═══ Study material ═══

// Copyright 2026 Layne Penney
// SPDX-License-Identifier: AGPL-3.0-or-later

//! Chunk shapes.
//!
//! Every chunk a provider streams falls into one of a closed set of shapes.
//! Classification happens once per chunk; accumulation only ever matches on
//! [`ChunkShape`].

use serde_json::Value;

use crate::types::{StreamEvent, TokenUsage};

/// A tool call announced inside a stream.
#[derive(Debug, Clone, Default, PartialEq, Eq)]
pub struct ToolCallStart {
    pub id: Option<String>,
    pub name: Option<String>,
}

/// A chat-completion delta (`choices[0].delta`).
#[derive(Debug, Clone, Default, PartialEq)]
pub struct ChatDelta {
    pub content: Option<String>,
    pub finish_reason: Option<String>,
    pub usage: Option<TokenUsage>,
    pub tool_calls: Vec<ToolCallStart>,
}

/// An event-typed "responses" chunk (`type: "response.*"`).
#[derive(Debug, Clone, PartialEq)]
pub enum ResponseEvent {
    Created,
    OutputTextDelta(String),
    Completed {
        status: Option<String>,
        usage: Option<TokenUsage>,
    },
    Failed {
        message: Option<String>,
    },
    Incomplete {
        reason: Option<String>,
    },
    Other(String),
}

/// A message-stream chunk (`message_start`, `content_block_delta`, ...).
#[derive(Debug, Clone, PartialEq)]
pub enum MessageEvent {
    Start {
        input_tokens: Option<u32>,
    },
    ToolUseStart(ToolCallStart),
    ContentDelta(String),
    Delta {
        stop_reason: Option<String>,
        output_tokens: Option<u32>,
    },
    Stop,
    Error(String),
    Other(String),
}

/// The closed union of chunk shapes.
#[derive(Debug, Clone, PartialEq)]
pub enum ChunkShape {
    ChatDelta(ChatDelta),
    ResponseEvent(ResponseEvent),
    MessageEvent(MessageEvent),
    Unknown,
}

impl ChunkShape {
    /// Text this chunk adds to the response, if any.
    pub fn text(&self) -> Option<&str> {
        match self {
            Self::ChatDelta(ChatDelta {
                content: Some(text),
                ..
            }) => Some(text.as_str()),
            Self::ResponseEvent(ResponseEvent::OutputTextDelta(text)) => Some(text.as_str()),
            Self::MessageEvent(MessageEvent::ContentDelta(text)) => Some(text.as_str()),
            _ => None,
        }
    }
}

/// A streamed chunk the interceptor can classify.
pub trait ChunkView {
    fn shape(&self) -> ChunkShape;
}

impl ChunkView for StreamEvent {
    fn shape(&self) -> ChunkShape {
        match self {
            StreamEvent::TextDelta(text) => ChunkShape::ChatDelta(ChatDelta {
                content: Some(text.clone()),
                ..ChatDelta::default()
            }),
            StreamEvent::ReasoningDelta(_) | StreamEvent::ToolInputDelta(_) => {
                ChunkShape::ChatDelta(ChatDelta::default())
            }
            StreamEvent::ToolUseStart { id, name } => ChunkShape::ChatDelta(ChatDelta {
                tool_calls: vec![ToolCallStart {
                    id: Some(id.clone()),
                    name: Some(name.clone()),
                }],
                ..ChatDelta::default()
            }),
            StreamEvent::Usage(usage) => ChunkShape::ChatDelta(ChatDelta {
                usage: Some(usage.clone()),
                ..ChatDelta::default()
            }),
            StreamEvent::Done(reason) => ChunkShape::ChatDelta(ChatDelta {
                finish_reason: Some(reason.as_str().to_string()),
                ..ChatDelta::default()
            }),
            StreamEvent::Error(message) => ChunkShape::ResponseEvent(ResponseEvent::Failed {
                message: Some(message.clone()),
            }),
        }
    }
}

fn str_at<'a>(value: &'a Value, pointer: &str) -> Option<&'a str> {
    value.pointer(pointer).and_then(Value::as_str)
}

fn u32_at(value: &Value, pointer: &str) -> Option<u32> {
    value
        .pointer(pointer)
        .and_then(Value::as_u64)
        .map(|n| n.min(u32::MAX as u64) as u32)
}

/// Usage with either naming scheme (`prompt_tokens` or `input_tokens`).
fn usage_at(value: &Value, pointer: &str) -> Option<TokenUsage> {
    let usage = value.pointer(pointer)?;
    if !usage.is_object() {
        return None;
    }
    let input = u32_at(usage, "/prompt_tokens").or_else(|| u32_at(usage, "/input_tokens"));
    let output = u32_at(usage, "/completion_tokens").or_else(|| u32_at(usage, "/output_tokens"));
    if input.is_none() && output.is_none() {
        return None;
    }
    Some(TokenUsage::new(input.unwrap_or(0), output.unwrap_or(0)))
}

fn chat_delta(value: &Value) -> ChatDelta {
    let tool_calls = value
        .pointer("/choices/0/delta/tool_calls")
        .and_then(Value::as_array)
        .map(|calls| {
            calls
                .iter()
                .filter(|call| call.get("id").is_some())
                .map(|call| ToolCallStart {
                    id: str_at(call, "/id").map(String::from),
                    name: str_at(call, "/function/name").map(String::from),
                })
                .collect()
        })
        .unwrap_or_default();

    ChatDelta {
        content: str_at(value, "/choices/0/delta/content").map(String::from),
        finish_reason: str_at(value, "/choices/0/finish_reason").map(String::from),
        usage: usage_at(value, "/usage"),
        tool_calls,
    }
}

fn response_event(kind: &str, value: &Value) -> ResponseEvent {
    match kind {
        "response.created" => ResponseEvent::Created,
        "response.output_text.delta" => {
            ResponseEvent::OutputTextDelta(str_at(value, "/delta").unwrap_or_default().to_string())
        }
        "response.completed" => ResponseEvent::Completed {
            status: str_at(value, "/response/status").map(String::from),
            usage: usage_at(value, "/response/usage"),
        },
        "response.failed" => ResponseEvent::Failed {
            message: str_at(value, "/response/error/message").map(String::from),
        },
        "response.incomplete" => ResponseEvent::Incomplete {
            reason: str_at(value, "/response/incomplete_details/reason").map(String::from),
        },
        other => ResponseEvent::Other(other.to_string()),
    }
}

fn message_event(kind: &str, value: &Value) -> MessageEvent {
    match kind {
        "message_start" => MessageEvent::Start {
            input_tokens: u32_at(value, "/message/usage/input_tokens"),
        },
        "content_block_start" if str_at(value, "/content_block/type") == Some("tool_use") => {
            MessageEvent::ToolUseStart(ToolCallStart {
                id: str_at(value, "/content_block/id").map(String::from),
                name: str_at(value, "/content_block/name").map(String::from),
            })
        }
        "content_block_delta" => match str_at(value, "/delta/text") {
            Some(text) => MessageEvent::ContentDelta(text.to_string()),
            None => MessageEvent::Other(kind.to_string()),
        },
        "message_delta" => MessageEvent::Delta {
            stop_reason: str_at(value, "/delta/stop_reason").map(String::from),
            output_tokens: u32_at(value, "/usage/output_tokens"),
        },
        "message_stop" => MessageEvent::Stop,
        "error" => MessageEvent::Error(
            str_at(value, "/error/message")
                .unwrap_or("stream error")
                .to_string(),
        ),
        other => MessageEvent::Other(other.to_string()),
    }
}

const MESSAGE_EVENT_TYPES: &[&str] = &[
    "message_start",
    "content_block_start",
    "content_block_delta",
    "content_block_stop",
    "message_delta",
    "message_stop",
    "ping",
    "error",
];

impl ChunkView for Value {
    fn shape(&self) -> ChunkShape {
        if let Some(kind) = self.get("type").and_then(Value::as_str) {
            if kind.starts_with("response.") {
                return ChunkShape::ResponseEvent(response_event(kind, self));
            }
            if MESSAGE_EVENT_TYPES.contains(&kind) {
                return ChunkShape::MessageEvent(message_event(kind, self));
            }
        }
        if self.get("choices").is_some_and(Value::is_array) {
            return ChunkShape::ChatDelta(chat_delta(self));
        }
        ChunkShape::Unknown
    }
}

═══

### [Work instruction]
Scan the entries above for the string "ResponseEvent", and copy every line where it turns up.

### [Final answer]
pub enum ResponseEvent {
    ResponseEvent(ResponseEvent),
            Self::ResponseEvent(ResponseEvent::OutputTextDelta(text)) => Some(text.as_str()),
            StreamEvent::Error(message) => ChunkShape::ResponseEvent(ResponseEvent::Failed {
fn response_event(kind: &str, value: &Value) -> ResponseEvent {
        "response.created" => ResponseEvent::Created,
            ResponseEvent::OutputTextDelta(str_at(value, "/delta").unwrap_or_default().to_string())
        "response.completed" => ResponseEvent::Completed {
        "response.failed" => ResponseEvent::Failed {
        "response.incomplete" => ResponseEvent::Incomplete {
        other => ResponseEvent::Other(other.to_string()),
                return ChunkShape::ResponseEvent(response_event(kind, self));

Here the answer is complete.